Napster's 'rental' music service takes on iTunes. The company is putting $30 million in marketing behind a new Microsoft-backed portable subscription service.
That's where Napster's marketing campaign comes in. Dubbed "Do the math," the advertisements will note that filling up an iPod would take about $10,000 using Apple's iTunes store. By contrast, filling up a comparably sized rival player using Napster To Go will cost just $15 a month, the ad will say.
If you really do the math you will see this is nonsense: first, the iTMS allows you to do more with the music, like burning an Audio CD; second iTMS music do not expire; third, you only pay 10000$ if you buy each and every song separately (not in albums) at iTMS. Finally, Napster only works with Windows...

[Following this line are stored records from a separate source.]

pub mod config;
pub mod db;
pub mod error;
pub mod handlers;
pub mod middleware;
pub mod router;
pub mod service;

pub use db::PortfolioStore;
pub use error::PortfolioError;
pub use service::session::SessionAuthority;
pub use service::stats::{StatsAggregator, StatsField};
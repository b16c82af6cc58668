use crate::db::models::{ContactMessage, MessageStatus, NewContact, RecentContact};
use crate::db::sqlite::{PortfolioStore, SqlParam};
use crate::error::PortfolioError;

const CONTACT_COLUMNS: &str =
    "id, name, email, message, created_at, status, ip_address, user_agent";

impl PortfolioStore {
    /// Store a new contact message as `unread`. Returns the row id.
    pub async fn insert_contact(&self, contact: NewContact) -> Result<i64, PortfolioError> {
        let out = self
            .execute(
                r#"INSERT INTO contacts (name, email, message, status, ip_address, user_agent)
                   VALUES (?, ?, ?, ?, ?, ?)"#,
                &[
                    contact.name.into(),
                    contact.email.into(),
                    contact.message.into(),
                    MessageStatus::Unread.as_str().into(),
                    contact.ip_address.into(),
                    contact.user_agent.into(),
                ],
            )
            .await?;
        Ok(out.last_insert_id)
    }

    pub async fn get_contact(&self, id: i64) -> Result<Option<ContactMessage>, PortfolioError> {
        let sql = format!("SELECT {CONTACT_COLUMNS} FROM contacts WHERE id = ?");
        self.query_one(&sql, &[id.into()])
            .await?
            .map(|row| ContactMessage::from_sqlite_row(&row))
            .transpose()
            .map_err(Into::into)
    }

    pub async fn count_contacts(&self) -> Result<i64, PortfolioError> {
        self.count("SELECT COUNT(*) AS count FROM contacts", &[]).await
    }

    pub async fn count_unread(&self) -> Result<i64, PortfolioError> {
        self.count(
            "SELECT COUNT(*) AS count FROM contacts WHERE status = ?",
            &[MessageStatus::Unread.as_str().into()],
        )
        .await
    }

    /// Newest messages first, at most `limit` of them.
    pub async fn recent_contacts(&self, limit: u32) -> Result<Vec<RecentContact>, PortfolioError> {
        let sql = format!(
            "SELECT {CONTACT_COLUMNS} FROM contacts ORDER BY created_at DESC, id DESC LIMIT ?"
        );
        let rows = self.query_all(&sql, &[i64::from(limit).into()]).await?;
        rows.iter()
            .map(|row| {
                ContactMessage::from_sqlite_row(row)
                    .map(RecentContact::from)
                    .map_err(PortfolioError::from)
            })
            .collect()
    }

    /// Returns `false` when no message has this id.
    pub async fn mark_read(&self, id: i64) -> Result<bool, PortfolioError> {
        let out = self
            .execute(
                "UPDATE contacts SET status = ? WHERE id = ?",
                &[MessageStatus::Read.as_str().into(), id.into()],
            )
            .await?;
        Ok(out.rows_affected > 0)
    }

    /// Returns `false` when no message has this id.
    pub async fn delete_contact(&self, id: i64) -> Result<bool, PortfolioError> {
        let out = self
            .execute("DELETE FROM contacts WHERE id = ?", &[SqlParam::Integer(id)])
            .await?;
        Ok(out.rows_affected > 0)
    }
}
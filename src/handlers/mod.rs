pub mod admin;
pub mod pages;
pub mod public;
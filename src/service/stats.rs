use crate::db::{PortfolioStore, SiteStats};
use sqlx::FromRow;
use std::fmt;
use std::str::FromStr;
use tracing::{debug, warn};

/// The counters kept on the `site_stats` singleton row.
#[derive(Debug, Clone, Copy, PartialEq, Eq, Hash)]
pub enum StatsField {
    PageViews,
    UniqueVisitors,
    TotalContacts,
    TotalDownloads,
}

impl StatsField {
    pub const ALL: [StatsField; 4] = [
        StatsField::PageViews,
        StatsField::UniqueVisitors,
        StatsField::TotalContacts,
        StatsField::TotalDownloads,
    ];

    pub fn column(self) -> &'static str {
        match self {
            StatsField::PageViews => "page_views",
            StatsField::UniqueVisitors => "unique_visitors",
            StatsField::TotalContacts => "total_contacts",
            StatsField::TotalDownloads => "total_downloads",
        }
    }

    fn increment_sql(self) -> &'static str {
        match self {
            StatsField::PageViews => {
                "UPDATE site_stats SET page_views = page_views + ?, last_updated = datetime('now') WHERE id = 1"
            }
            StatsField::UniqueVisitors => {
                "UPDATE site_stats SET unique_visitors = unique_visitors + ?, last_updated = datetime('now') WHERE id = 1"
            }
            StatsField::TotalContacts => {
                "UPDATE site_stats SET total_contacts = total_contacts + ?, last_updated = datetime('now') WHERE id = 1"
            }
            StatsField::TotalDownloads => {
                "UPDATE site_stats SET total_downloads = total_downloads + ?, last_updated = datetime('now') WHERE id = 1"
            }
        }
    }
}

impl fmt::Display for StatsField {
    fn fmt(&self, f: &mut fmt::Formatter<'_>) -> fmt::Result {
        f.write_str(self.column())
    }
}

#[derive(Debug, thiserror::Error)]
#[error("unknown stats field `{0}`")]
pub struct UnknownStatsField(String);

impl FromStr for StatsField {
    type Err = UnknownStatsField;

    fn from_str(s: &str) -> Result<Self, Self::Err> {
        StatsField::ALL
            .into_iter()
            .find(|f| f.column() == s)
            .ok_or_else(|| UnknownStatsField(s.to_string()))
    }
}

/// Best-effort counters over the `site_stats` singleton.
#[derive(Clone)]
pub struct StatsAggregator {
    store: PortfolioStore,
}

impl StatsAggregator {
    pub fn new(store: PortfolioStore) -> Self {
        Self { store }
    }

    /// Add `amount` to `field`. Failures are logged and dropped.
    pub async fn increment(&self, field: StatsField, amount: u32) {
        match self
            .store
            .execute(field.increment_sql(), &[i64::from(amount).into()])
            .await
        {
            Ok(out) if out.rows_affected == 0 => {
                warn!(%field, "site_stats singleton row missing; increment dropped");
            }
            Ok(_) => debug!(%field, amount, "stats incremented"),
            Err(e) => warn!(%field, error = %e, "stats increment failed"),
        }
    }

    /// Current counters, or all zeros if they cannot be read.
    pub async fn read(&self) -> SiteStats {
        let row = self
            .store
            .query_one(
                r#"SELECT page_views, unique_visitors, total_contacts, total_downloads, last_updated
                   FROM site_stats WHERE id = 1"#,
                &[],
            )
            .await;

        match row {
            Ok(Some(row)) => SiteStats::from_row(&row).unwrap_or_else(|e| {
                warn!(error = %e, "site_stats row undecodable; using defaults");
                SiteStats::default()
            }),
            Ok(None) => SiteStats::default(),
            Err(e) => {
                warn!(error = %e, "site_stats read failed; using defaults");
                SiteStats::default()
            }
        }
    }
}

#[cfg(test)]
mod tests {
    use super::*;

    #[test]
    fn only_known_fields_parse() {
        for field in StatsField::ALL {
            assert_eq!(field.column().parse::<StatsField>().ok(), Some(field));
        }
        assert!("page_views = 0; DROP TABLE contacts".parse::<StatsField>().is_err());
        assert!("PAGE_VIEWS".parse::<StatsField>().is_err());
        assert!("id".parse::<StatsField>().is_err());
    }

    #[test]
    fn each_field_updates_only_its_own_column() {
        for field in StatsField::ALL {
            let sql = field.increment_sql();
            let col = field.column();
            assert!(sql.contains(&format!("SET {col} = {col} + ?")));
            for other in StatsField::ALL.into_iter().filter(|f| *f != field) {
                assert!(!sql.contains(other.column()));
            }
        }
    }

    #[tokio::test]
    async fn read_falls_back_to_zero_without_schema() {
        let store = PortfolioStore::open("sqlite::memory:").await.unwrap();
        let stats = StatsAggregator::new(store.clone());

        // no tables yet: both paths must swallow the failure
        stats.increment(StatsField::PageViews, 1).await;
        assert_eq!(stats.read().await, SiteStats::default());

        store.init_schema().await.unwrap();
        stats.increment(StatsField::PageViews, 3).await;
        let current = stats.read().await;
        assert_eq!(current.page_views, 3);
        assert!(current.last_updated.is_some());
    }
}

I have made these points before, but I feel nobody understand (or reads?) them. The CD burning may seem quaint, but it isn't. Is the only way to play music in normal audio players. Not only you can make a CD of your favorite music to that girl you want to date (is that legal?), but you can make a CD to use in a rental in case your iTrip or similar solution doesn't work in the area you are visiting. Also, burning to an audio CD is the best way to back up your music, not only you are backing it up (making a copy) you are protecting against a sudden Napster vanishing act.

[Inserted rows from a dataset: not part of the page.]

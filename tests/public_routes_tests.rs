mod common;

use axum::body::to_bytes;
use axum::http::{StatusCode, header};
use common::{TestEnv, body_json, cookie_pair, empty_request, json_request, login, send};
use folio_backend::StatsAggregator;

#[tokio::test]
async fn contact_submission_is_stored_unread_and_counted() {
    let env = TestEnv::new("contact").await;
    let app = env.app();
    let stats = StatsAggregator::new(env.store.clone());
    let before = stats.read().await.total_contacts;

    let body = r#"{"name":"Ada","email":"ada@example.com","message":"hi"}"#;
    let mut req = json_request("POST", "/api/contact", body, None);
    req.headers_mut()
        .insert("x-forwarded-for", "203.0.113.5".parse().unwrap());
    req.headers_mut()
        .insert(header::USER_AGENT, "integration-test".parse().unwrap());
    let resp = send(&app, req).await;
    assert_eq!(resp.status(), StatusCode::CREATED);
    let id = body_json(resp).await["id"].as_i64().unwrap();

    assert_eq!(stats.read().await.total_contacts, before + 1);

    let recent = env.store.recent_contacts(10).await.unwrap();
    assert_eq!(recent.len(), 1);
    assert_eq!(recent[0].id, id);
    assert_eq!(recent[0].status.as_str(), "unread");

    let stored = env.store.get_contact(id).await.unwrap().unwrap();
    assert_eq!(stored.ip_address.as_deref(), Some("203.0.113.5"));
    assert_eq!(stored.user_agent.as_deref(), Some("integration-test"));
}

#[tokio::test]
async fn invalid_contact_is_rejected_without_side_effects() {
    let env = TestEnv::new("contact-invalid").await;
    let app = env.app();

    for body in [
        r#"{"name":"Ada","email":"not-an-email","message":"hi"}"#,
        r#"{"name":"","email":"ada@example.com","message":"hi"}"#,
        r#"{"email":"ada@example.com","message":"hi"}"#,
    ] {
        let resp = send(&app, json_request("POST", "/api/contact", body, None)).await;
        assert_eq!(resp.status(), StatusCode::BAD_REQUEST, "{body}");
    }

    assert_eq!(env.store.count_contacts().await.unwrap(), 0);
    let stats = StatsAggregator::new(env.store.clone()).read().await;
    assert_eq!(stats.total_contacts, 0);
}

#[tokio::test]
async fn resume_download_is_served_and_logged() {
    let env = TestEnv::new("resume").await;
    let app = env.app();

    let resp = send(&app, empty_request("GET", "/api/download/resume", None)).await;
    assert_eq!(resp.status(), StatusCode::NOT_FOUND);
    assert_eq!(env.store.count_downloads().await.unwrap(), 0);

    env.write_asset("resume.pdf", b"%PDF-1.4 fake");
    let resp = send(&app, empty_request("GET", "/api/download/resume", None)).await;
    assert_eq!(resp.status(), StatusCode::OK);
    assert_eq!(resp.headers()[header::CONTENT_TYPE], "application/pdf");
    let bytes = to_bytes(resp.into_body(), usize::MAX).await.unwrap();
    assert_eq!(&bytes[..], b"%PDF-1.4 fake");

    assert_eq!(env.store.count_downloads().await.unwrap(), 1);
    let stats = StatsAggregator::new(env.store.clone()).read().await;
    assert_eq!(stats.total_downloads, 1);

    let cookie = login(&app).await;
    let resp = send(&app, empty_request("GET", "/api/admin/stats", Some(&cookie))).await;
    let json = body_json(resp).await;
    assert_eq!(json["data"]["totalDownloads"], 1);
    assert_eq!(json["data"]["downloadsByDate"][0]["count"], 1);
}

#[tokio::test]
async fn page_views_count_unique_visitors_once() {
    let env = TestEnv::new("pageview").await;
    let app = env.app();

    let first = send(&app, empty_request("POST", "/api/track/pageview", None)).await;
    assert_eq!(first.status(), StatusCode::OK);
    let visitor = cookie_pair(&first, "visitor").expect("visitor cookie missing");

    for _ in 0..2 {
        let resp = send(&app, empty_request("POST", "/api/track/pageview", Some(&visitor))).await;
        assert!(cookie_pair(&resp, "visitor").is_none());
    }

    let stats = StatsAggregator::new(env.store.clone()).read().await;
    assert_eq!(stats.page_views, 3);
    assert_eq!(stats.unique_visitors, 1);
}

#[tokio::test]
async fn health_reports_connected_store() {
    let env = TestEnv::new("health").await;
    let resp = send(&env.app(), empty_request("GET", "/api/health", None)).await;
    assert_eq!(resp.status(), StatusCode::OK);
    let json = body_json(resp).await;
    assert_eq!(json["status"], "connected");
    assert_eq!(json["table_count"], 4);
}

#[tokio::test]
async fn admin_page_redirects_until_logged_in() {
    let env = TestEnv::new("pages").await;
    env.write_asset("admin.html", b"<h1>dashboard</h1>");
    env.write_asset("login.html", b"<h1>login</h1>");
    env.write_asset("index.html", b"<h1>home</h1>");
    let app = env.app();

    let resp = send(&app, empty_request("GET", "/admin", None)).await;
    assert_eq!(resp.status(), StatusCode::SEE_OTHER);
    assert_eq!(resp.headers()[header::LOCATION], "/admin-login");

    let resp = send(&app, empty_request("GET", "/admin-login", None)).await;
    assert_eq!(resp.status(), StatusCode::OK);

    let cookie = login(&app).await;
    let resp = send(&app, empty_request("GET", "/admin", Some(&cookie))).await;
    assert_eq!(resp.status(), StatusCode::OK);
    let body = to_bytes(resp.into_body(), usize::MAX).await.unwrap();
    assert_eq!(&body[..], b"<h1>dashboard</h1>");

    let resp = send(&app, empty_request("GET", "/", None)).await;
    assert_eq!(resp.status(), StatusCode::OK);
    let body = to_bytes(resp.into_body(), usize::MAX).await.unwrap();
    assert_eq!(&body[..], b"<h1>home</h1>");
}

The point about Napster not working with Macs (or Linux) clearly comes from the fact that I use a Mac, but it shouldn't be dismissed so easily. Everybody points out that Macs have a about 2% of market share, but this number is irrelevant. First, because market segmentation tells you that business PC are not massively use to buy digital music and Macs make a large percentage of home computers. Second, market share numbers (the percentage of computers sold in a period) is irrelevant, what matters is installed base (the percentage of computers in use currently). Macs have about 5% os the installed base and probably have 20-25% of the Home computers installed base (in the US) ignoring this market is simply foolish. I'll readily admit that I pull this number out of my ass, but nobody seems to calculate it. If you are selling software for the home (eg., digital music, digital (non professional) photography, etc) you need to get this number... Please, send it along.